==== DATASET EXTRACT
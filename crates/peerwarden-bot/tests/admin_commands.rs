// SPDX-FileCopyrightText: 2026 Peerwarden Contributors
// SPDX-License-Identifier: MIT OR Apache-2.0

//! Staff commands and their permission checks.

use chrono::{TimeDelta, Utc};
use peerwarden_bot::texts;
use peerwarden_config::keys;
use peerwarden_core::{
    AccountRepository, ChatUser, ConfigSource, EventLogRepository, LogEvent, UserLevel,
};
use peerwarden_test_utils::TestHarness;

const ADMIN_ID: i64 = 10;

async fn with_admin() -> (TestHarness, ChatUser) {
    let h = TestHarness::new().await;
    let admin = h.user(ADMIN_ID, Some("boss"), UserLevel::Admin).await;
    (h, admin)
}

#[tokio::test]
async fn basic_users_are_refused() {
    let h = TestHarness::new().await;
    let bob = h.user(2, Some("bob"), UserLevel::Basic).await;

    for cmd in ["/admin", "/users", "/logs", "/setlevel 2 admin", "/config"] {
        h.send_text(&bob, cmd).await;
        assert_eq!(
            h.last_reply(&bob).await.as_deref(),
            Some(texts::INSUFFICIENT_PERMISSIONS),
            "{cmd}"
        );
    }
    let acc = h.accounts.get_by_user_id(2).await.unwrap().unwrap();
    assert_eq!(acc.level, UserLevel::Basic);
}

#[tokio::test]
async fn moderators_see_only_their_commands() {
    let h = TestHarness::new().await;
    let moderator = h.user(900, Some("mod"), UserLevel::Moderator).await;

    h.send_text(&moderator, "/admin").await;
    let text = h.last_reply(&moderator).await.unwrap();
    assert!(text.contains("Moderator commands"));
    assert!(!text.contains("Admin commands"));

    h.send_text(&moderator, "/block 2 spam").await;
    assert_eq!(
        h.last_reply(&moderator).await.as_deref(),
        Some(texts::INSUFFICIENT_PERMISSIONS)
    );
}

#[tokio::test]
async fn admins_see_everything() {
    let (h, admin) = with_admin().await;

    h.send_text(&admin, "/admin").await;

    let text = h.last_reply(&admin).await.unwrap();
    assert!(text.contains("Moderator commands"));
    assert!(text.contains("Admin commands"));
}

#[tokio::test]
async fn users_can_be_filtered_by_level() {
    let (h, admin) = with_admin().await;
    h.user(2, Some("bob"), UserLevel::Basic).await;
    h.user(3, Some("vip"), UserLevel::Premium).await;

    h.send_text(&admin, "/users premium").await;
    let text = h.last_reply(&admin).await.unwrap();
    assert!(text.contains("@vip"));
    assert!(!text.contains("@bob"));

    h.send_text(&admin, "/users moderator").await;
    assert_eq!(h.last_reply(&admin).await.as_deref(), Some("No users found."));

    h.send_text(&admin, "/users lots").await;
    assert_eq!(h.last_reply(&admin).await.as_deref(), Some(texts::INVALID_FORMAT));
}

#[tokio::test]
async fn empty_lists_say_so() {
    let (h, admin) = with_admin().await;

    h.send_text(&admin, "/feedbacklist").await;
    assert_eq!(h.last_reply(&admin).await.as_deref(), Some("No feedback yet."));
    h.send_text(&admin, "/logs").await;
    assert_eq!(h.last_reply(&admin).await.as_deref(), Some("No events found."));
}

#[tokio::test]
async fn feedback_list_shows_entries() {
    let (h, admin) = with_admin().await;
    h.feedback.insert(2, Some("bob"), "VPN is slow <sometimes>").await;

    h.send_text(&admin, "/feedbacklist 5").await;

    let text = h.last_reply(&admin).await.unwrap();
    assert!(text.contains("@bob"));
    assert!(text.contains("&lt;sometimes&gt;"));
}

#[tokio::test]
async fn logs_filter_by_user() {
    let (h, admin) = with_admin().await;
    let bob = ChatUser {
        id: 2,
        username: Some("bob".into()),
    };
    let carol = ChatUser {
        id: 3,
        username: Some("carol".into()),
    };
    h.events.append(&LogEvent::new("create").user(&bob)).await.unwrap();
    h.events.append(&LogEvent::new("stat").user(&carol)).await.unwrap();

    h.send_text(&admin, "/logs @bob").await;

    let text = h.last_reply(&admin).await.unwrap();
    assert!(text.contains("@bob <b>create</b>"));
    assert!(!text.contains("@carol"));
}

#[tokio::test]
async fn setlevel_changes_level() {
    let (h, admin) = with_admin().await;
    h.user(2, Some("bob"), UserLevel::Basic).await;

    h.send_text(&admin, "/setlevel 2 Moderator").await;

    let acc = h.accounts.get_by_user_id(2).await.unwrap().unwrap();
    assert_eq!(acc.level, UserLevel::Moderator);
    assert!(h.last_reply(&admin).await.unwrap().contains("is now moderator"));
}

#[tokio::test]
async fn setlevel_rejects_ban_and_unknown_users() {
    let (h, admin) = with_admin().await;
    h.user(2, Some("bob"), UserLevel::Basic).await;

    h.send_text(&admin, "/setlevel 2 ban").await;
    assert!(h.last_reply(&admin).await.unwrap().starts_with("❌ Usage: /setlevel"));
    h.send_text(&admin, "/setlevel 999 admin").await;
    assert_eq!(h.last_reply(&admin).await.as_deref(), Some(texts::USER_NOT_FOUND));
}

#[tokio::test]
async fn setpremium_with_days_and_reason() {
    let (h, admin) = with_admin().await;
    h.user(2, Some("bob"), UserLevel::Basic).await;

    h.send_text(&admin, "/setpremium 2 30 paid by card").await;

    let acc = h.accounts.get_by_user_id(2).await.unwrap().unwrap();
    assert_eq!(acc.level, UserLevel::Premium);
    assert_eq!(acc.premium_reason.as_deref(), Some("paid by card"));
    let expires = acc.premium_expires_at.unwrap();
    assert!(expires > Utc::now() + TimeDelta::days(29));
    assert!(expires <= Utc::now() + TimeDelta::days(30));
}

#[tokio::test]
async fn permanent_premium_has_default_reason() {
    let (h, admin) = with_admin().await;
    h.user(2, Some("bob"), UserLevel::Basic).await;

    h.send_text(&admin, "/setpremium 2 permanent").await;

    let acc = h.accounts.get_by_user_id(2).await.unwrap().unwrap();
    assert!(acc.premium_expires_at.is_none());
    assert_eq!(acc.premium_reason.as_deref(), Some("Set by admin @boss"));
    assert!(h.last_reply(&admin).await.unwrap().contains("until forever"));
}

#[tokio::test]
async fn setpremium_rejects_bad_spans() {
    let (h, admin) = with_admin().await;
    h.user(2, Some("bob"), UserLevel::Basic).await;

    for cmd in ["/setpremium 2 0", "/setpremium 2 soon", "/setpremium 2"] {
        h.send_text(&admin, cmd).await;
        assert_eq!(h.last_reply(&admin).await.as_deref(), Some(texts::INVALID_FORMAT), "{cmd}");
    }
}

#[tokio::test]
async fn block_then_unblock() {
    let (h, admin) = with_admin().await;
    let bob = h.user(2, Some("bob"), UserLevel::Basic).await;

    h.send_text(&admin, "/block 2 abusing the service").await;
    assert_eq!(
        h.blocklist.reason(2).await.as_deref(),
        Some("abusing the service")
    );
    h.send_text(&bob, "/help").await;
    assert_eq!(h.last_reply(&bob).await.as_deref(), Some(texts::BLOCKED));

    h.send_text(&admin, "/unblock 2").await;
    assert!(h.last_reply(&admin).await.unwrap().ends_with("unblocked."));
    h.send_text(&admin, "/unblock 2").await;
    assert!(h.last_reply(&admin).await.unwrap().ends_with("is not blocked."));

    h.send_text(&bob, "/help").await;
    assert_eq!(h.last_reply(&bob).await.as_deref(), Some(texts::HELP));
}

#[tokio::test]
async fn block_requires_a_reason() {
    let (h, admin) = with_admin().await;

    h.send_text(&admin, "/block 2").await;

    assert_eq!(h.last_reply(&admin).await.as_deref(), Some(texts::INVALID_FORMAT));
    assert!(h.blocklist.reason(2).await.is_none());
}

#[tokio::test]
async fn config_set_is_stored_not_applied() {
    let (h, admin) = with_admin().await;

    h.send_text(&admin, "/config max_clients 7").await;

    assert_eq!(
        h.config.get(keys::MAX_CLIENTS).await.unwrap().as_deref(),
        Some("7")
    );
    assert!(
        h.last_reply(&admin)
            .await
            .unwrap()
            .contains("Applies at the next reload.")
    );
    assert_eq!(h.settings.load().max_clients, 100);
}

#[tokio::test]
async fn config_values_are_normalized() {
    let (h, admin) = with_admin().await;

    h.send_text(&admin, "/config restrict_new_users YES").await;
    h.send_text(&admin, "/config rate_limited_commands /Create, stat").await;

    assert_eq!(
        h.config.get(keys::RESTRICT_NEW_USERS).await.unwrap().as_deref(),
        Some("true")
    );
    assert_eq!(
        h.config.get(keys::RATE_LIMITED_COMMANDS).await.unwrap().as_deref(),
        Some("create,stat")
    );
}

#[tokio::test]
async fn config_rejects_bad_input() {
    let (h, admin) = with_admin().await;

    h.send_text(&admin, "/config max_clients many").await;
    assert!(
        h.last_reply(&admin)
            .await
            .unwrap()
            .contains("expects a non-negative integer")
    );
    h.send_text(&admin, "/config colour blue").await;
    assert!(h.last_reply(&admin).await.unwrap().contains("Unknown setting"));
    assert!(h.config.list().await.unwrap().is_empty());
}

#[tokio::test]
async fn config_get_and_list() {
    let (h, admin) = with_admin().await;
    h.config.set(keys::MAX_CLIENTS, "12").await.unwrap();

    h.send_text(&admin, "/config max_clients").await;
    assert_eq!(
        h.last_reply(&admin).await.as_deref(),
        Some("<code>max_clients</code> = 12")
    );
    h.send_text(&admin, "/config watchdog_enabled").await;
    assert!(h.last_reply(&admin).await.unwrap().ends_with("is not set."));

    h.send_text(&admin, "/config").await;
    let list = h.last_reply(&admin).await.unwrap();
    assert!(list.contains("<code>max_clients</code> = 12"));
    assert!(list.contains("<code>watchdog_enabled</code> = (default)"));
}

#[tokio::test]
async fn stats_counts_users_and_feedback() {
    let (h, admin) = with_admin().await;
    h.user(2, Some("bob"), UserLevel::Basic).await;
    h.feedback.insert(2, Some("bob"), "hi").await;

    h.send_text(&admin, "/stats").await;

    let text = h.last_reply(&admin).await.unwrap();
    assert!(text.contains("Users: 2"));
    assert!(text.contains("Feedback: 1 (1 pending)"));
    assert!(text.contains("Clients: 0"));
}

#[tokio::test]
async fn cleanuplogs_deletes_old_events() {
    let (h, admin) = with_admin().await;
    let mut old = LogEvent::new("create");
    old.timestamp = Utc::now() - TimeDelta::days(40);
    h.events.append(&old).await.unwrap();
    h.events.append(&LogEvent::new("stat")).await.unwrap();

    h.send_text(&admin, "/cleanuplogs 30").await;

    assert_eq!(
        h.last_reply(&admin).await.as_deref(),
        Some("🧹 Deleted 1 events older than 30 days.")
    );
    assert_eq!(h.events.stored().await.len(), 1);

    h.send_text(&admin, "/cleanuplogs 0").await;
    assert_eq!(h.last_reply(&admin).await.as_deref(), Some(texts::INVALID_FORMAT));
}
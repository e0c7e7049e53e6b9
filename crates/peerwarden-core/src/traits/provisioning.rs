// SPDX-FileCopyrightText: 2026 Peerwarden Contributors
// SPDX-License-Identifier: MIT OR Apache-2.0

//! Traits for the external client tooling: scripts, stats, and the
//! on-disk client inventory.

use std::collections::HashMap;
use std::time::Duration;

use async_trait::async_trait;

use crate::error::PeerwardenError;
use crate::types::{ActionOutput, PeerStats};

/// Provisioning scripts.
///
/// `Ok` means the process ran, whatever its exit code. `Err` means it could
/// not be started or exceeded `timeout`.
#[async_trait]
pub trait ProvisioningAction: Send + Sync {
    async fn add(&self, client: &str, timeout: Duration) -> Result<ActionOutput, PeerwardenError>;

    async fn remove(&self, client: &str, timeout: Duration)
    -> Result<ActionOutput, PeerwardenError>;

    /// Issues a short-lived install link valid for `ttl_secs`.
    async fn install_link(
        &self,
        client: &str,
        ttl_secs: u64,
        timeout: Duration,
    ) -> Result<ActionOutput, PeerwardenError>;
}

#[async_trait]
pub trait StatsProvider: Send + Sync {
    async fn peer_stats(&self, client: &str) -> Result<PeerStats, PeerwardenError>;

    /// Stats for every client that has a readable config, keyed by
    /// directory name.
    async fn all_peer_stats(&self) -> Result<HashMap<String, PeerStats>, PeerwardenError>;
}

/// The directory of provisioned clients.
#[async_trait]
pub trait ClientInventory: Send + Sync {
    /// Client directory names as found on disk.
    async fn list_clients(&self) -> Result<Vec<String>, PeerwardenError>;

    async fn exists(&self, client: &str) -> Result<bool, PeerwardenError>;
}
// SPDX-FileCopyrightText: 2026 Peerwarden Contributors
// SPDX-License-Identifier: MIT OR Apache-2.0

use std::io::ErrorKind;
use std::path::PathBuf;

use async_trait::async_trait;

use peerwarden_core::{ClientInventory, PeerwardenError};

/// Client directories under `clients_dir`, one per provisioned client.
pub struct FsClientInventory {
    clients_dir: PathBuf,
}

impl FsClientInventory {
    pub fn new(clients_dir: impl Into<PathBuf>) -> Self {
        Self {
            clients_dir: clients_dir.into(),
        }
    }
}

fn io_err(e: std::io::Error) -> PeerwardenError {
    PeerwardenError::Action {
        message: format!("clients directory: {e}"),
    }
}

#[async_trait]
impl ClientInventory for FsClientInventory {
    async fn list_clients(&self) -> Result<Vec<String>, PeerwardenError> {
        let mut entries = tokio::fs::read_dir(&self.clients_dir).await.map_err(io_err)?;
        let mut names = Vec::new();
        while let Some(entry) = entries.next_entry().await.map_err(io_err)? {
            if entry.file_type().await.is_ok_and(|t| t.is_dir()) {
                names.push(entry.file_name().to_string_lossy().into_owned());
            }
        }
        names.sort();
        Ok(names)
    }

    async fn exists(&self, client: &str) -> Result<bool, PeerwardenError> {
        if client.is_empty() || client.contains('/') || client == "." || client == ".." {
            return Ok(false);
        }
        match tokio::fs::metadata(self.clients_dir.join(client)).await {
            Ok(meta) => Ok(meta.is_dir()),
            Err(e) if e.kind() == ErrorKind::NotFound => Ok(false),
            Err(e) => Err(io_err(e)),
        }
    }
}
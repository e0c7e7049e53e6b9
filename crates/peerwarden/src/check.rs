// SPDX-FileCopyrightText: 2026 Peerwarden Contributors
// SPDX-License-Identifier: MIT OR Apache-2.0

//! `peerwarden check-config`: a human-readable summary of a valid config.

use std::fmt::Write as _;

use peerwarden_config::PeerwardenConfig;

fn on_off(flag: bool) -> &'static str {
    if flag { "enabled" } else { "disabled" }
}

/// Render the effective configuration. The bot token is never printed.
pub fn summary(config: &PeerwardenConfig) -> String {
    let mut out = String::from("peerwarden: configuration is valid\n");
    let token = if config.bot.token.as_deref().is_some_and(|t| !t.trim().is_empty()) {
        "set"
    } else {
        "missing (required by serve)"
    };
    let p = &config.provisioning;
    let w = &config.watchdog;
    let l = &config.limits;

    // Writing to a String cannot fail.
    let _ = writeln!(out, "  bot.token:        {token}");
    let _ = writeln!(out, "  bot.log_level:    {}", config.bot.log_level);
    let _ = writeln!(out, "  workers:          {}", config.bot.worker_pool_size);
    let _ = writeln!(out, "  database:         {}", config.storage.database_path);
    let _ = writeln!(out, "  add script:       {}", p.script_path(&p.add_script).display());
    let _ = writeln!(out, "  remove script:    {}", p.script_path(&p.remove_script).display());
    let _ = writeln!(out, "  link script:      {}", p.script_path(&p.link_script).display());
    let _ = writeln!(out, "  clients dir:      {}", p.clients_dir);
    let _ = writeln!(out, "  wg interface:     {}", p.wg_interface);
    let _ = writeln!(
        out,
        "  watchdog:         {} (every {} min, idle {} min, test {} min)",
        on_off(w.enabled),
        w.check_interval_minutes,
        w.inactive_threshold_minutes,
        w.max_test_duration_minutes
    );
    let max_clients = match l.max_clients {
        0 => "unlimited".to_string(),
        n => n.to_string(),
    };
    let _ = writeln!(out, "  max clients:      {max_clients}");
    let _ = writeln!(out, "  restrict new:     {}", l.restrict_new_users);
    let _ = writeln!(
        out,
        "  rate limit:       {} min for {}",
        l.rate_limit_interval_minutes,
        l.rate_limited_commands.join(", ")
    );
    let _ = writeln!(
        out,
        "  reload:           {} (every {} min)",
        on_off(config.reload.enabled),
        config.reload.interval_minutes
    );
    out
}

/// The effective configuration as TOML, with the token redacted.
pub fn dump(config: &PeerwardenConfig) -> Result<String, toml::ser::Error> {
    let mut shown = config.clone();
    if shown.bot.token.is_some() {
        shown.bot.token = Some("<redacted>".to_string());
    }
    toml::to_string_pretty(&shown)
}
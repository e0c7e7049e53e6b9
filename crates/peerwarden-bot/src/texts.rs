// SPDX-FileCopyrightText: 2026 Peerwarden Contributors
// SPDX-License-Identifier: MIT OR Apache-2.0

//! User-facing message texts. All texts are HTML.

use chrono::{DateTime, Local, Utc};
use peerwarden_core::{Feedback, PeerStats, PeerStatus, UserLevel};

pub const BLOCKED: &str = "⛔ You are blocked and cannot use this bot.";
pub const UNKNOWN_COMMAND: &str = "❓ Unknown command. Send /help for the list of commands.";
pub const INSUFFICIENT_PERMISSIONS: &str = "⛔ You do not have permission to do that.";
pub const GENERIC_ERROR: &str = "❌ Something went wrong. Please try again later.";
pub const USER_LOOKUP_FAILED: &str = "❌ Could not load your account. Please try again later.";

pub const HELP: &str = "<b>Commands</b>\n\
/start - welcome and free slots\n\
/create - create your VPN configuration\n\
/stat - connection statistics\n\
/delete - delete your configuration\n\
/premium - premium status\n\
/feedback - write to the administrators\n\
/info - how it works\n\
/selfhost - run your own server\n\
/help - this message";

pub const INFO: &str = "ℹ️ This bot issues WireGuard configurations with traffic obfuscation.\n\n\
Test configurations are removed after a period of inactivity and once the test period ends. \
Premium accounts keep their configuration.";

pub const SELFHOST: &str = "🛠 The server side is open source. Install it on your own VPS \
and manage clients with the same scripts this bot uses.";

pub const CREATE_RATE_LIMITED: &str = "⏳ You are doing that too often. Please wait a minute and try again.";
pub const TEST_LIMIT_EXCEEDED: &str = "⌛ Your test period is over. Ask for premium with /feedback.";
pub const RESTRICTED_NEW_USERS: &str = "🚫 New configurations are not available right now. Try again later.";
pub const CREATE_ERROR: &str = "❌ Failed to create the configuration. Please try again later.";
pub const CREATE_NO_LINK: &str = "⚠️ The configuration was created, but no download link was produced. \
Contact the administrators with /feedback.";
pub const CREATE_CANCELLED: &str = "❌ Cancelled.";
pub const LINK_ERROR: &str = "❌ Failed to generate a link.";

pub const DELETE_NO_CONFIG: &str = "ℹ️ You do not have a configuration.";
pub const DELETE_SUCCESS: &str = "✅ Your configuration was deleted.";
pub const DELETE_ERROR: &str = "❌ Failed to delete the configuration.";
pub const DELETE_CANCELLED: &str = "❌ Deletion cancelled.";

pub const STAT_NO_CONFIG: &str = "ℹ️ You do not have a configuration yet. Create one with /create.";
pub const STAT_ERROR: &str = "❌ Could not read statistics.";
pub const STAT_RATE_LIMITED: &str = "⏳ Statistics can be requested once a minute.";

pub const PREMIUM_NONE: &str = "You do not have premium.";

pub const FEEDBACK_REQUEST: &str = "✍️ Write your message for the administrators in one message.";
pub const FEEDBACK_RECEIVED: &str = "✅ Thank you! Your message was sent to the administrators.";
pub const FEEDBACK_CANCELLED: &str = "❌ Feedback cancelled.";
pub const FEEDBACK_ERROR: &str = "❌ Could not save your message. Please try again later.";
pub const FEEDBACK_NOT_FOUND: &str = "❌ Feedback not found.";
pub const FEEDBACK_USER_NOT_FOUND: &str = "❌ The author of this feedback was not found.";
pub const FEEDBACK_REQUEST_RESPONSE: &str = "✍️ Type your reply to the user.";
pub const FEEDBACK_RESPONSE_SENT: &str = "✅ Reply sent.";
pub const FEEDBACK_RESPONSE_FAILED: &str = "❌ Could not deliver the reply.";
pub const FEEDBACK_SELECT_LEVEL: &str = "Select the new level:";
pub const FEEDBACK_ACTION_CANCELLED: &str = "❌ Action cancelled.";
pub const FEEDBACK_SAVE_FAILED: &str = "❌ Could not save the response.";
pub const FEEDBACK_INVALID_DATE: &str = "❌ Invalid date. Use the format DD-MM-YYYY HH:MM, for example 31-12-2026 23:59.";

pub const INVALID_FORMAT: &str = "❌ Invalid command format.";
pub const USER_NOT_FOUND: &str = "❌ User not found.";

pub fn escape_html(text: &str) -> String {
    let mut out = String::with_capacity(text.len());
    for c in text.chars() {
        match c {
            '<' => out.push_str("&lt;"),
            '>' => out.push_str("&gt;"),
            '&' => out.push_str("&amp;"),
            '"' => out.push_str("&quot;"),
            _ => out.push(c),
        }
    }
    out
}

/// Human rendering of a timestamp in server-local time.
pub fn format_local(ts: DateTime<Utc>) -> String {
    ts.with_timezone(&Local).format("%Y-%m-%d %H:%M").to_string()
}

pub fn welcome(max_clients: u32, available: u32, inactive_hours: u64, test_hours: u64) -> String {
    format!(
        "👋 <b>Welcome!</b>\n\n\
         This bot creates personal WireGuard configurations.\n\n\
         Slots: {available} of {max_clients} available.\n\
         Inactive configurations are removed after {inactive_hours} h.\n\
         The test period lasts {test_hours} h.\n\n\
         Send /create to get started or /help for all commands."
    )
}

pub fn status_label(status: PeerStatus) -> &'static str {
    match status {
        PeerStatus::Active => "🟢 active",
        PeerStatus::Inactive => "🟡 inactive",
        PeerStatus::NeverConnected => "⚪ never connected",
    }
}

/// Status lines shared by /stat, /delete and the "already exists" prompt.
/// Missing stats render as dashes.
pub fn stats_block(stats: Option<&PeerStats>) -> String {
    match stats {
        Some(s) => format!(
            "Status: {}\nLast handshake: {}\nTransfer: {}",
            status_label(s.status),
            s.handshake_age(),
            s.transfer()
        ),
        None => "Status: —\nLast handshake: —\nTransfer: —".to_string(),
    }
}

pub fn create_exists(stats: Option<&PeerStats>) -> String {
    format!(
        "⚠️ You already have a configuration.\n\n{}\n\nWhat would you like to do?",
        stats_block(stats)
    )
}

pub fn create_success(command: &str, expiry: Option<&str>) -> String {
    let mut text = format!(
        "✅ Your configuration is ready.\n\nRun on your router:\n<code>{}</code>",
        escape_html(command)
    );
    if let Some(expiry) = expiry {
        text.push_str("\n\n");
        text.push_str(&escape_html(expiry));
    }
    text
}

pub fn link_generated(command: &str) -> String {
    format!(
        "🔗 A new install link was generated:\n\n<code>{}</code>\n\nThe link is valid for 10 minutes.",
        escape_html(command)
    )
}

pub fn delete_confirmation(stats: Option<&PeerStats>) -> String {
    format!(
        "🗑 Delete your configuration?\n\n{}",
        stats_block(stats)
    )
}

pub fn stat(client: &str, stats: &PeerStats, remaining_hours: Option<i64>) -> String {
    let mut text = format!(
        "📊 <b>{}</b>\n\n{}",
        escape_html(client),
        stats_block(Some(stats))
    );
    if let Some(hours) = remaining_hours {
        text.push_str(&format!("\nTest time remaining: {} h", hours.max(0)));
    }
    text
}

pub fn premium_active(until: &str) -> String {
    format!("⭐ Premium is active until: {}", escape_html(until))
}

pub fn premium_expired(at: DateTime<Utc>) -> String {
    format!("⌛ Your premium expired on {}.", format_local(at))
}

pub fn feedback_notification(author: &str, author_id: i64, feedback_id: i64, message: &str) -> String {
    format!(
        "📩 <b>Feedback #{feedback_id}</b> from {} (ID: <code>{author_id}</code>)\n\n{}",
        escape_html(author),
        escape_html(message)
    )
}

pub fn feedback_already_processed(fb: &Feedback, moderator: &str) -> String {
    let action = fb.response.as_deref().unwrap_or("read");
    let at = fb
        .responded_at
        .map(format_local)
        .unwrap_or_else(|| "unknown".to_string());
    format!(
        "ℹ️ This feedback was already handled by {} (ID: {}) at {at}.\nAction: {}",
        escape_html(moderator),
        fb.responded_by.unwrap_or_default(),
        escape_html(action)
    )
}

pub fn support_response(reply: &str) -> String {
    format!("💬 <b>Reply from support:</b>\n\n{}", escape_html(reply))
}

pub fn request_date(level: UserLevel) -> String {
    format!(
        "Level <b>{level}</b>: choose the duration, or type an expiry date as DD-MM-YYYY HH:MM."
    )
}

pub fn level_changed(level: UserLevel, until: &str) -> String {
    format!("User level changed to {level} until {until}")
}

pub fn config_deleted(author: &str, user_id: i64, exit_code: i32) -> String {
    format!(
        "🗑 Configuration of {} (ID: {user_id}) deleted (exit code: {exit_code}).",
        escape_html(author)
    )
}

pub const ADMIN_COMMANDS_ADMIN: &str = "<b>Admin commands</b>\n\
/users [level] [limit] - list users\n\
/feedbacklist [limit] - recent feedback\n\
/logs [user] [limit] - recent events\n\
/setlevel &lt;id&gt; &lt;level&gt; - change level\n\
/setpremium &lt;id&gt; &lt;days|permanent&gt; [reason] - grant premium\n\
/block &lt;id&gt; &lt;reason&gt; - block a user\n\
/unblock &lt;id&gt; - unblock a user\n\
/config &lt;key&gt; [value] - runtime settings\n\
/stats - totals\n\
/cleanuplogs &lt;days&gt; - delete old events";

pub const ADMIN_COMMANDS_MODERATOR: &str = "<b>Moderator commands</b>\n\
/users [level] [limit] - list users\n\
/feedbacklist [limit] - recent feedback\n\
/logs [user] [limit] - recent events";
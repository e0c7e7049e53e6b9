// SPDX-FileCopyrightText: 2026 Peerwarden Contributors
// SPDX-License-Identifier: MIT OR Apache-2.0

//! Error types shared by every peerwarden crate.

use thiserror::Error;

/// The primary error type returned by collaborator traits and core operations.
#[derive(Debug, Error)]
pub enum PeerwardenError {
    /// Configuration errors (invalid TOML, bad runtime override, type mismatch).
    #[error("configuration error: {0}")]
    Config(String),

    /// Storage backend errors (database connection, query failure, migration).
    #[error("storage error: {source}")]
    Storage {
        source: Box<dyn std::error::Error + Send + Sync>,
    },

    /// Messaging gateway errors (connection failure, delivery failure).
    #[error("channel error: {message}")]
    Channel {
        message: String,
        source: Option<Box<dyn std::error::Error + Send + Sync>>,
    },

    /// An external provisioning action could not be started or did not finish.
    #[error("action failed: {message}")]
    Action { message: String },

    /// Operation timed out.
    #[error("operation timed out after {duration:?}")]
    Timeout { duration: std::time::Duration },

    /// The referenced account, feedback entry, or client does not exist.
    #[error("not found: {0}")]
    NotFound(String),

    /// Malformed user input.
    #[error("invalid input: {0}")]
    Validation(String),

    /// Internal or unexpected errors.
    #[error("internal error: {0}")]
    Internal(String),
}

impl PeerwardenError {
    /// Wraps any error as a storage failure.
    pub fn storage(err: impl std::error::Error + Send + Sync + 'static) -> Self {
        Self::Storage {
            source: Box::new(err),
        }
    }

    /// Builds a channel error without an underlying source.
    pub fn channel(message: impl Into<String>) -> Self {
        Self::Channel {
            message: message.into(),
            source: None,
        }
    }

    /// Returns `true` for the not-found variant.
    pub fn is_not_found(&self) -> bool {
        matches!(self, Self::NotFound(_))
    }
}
========
* EXERCISE DESCRIPTION:
Taking the entries above, restate exactly those lines that fall between the line with "if client.is_empty() ||" and the line with "String cannot fail.", keeping both of those lines too.

* TASK ANSWER:
        if client.is_empty() || client.contains('/') || client == "." || client == ".." {
            return Ok(false);
        }
        match tokio::fs::metadata(self.clients_dir.join(client)).await {
            Ok(meta) => Ok(meta.is_dir()),
            Err(e) if e.kind() == ErrorKind::NotFound => Ok(false),
            Err(e) => Err(io_err(e)),
        }
    }
}
repository e0c7e7049e53e6b9
filename crates/peerwarden/src/check.rs
// SPDX-FileCopyrightText: 2026 Peerwarden Contributors
// SPDX-License-Identifier: MIT OR Apache-2.0

//! `peerwarden check-config`: a human-readable summary of a valid config.

use std::fmt::Write as _;

use peerwarden_config::PeerwardenConfig;

fn on_off(flag: bool) -> &'static str {
    if flag { "enabled" } else { "disabled" }
}

/// Render the effective configuration. The bot token is never printed.
pub fn summary(config: &PeerwardenConfig) -> String {
    let mut out = String::from("peerwarden: configuration is valid\n");
    let token = if config.bot.token.as_deref().is_some_and(|t| !t.trim().is_empty()) {
        "set"
    } else {
        "missing (required by serve)"
    };
    let p = &config.provisioning;
    let w = &config.watchdog;
    let l = &config.limits;

    // Writing to a String cannot fail.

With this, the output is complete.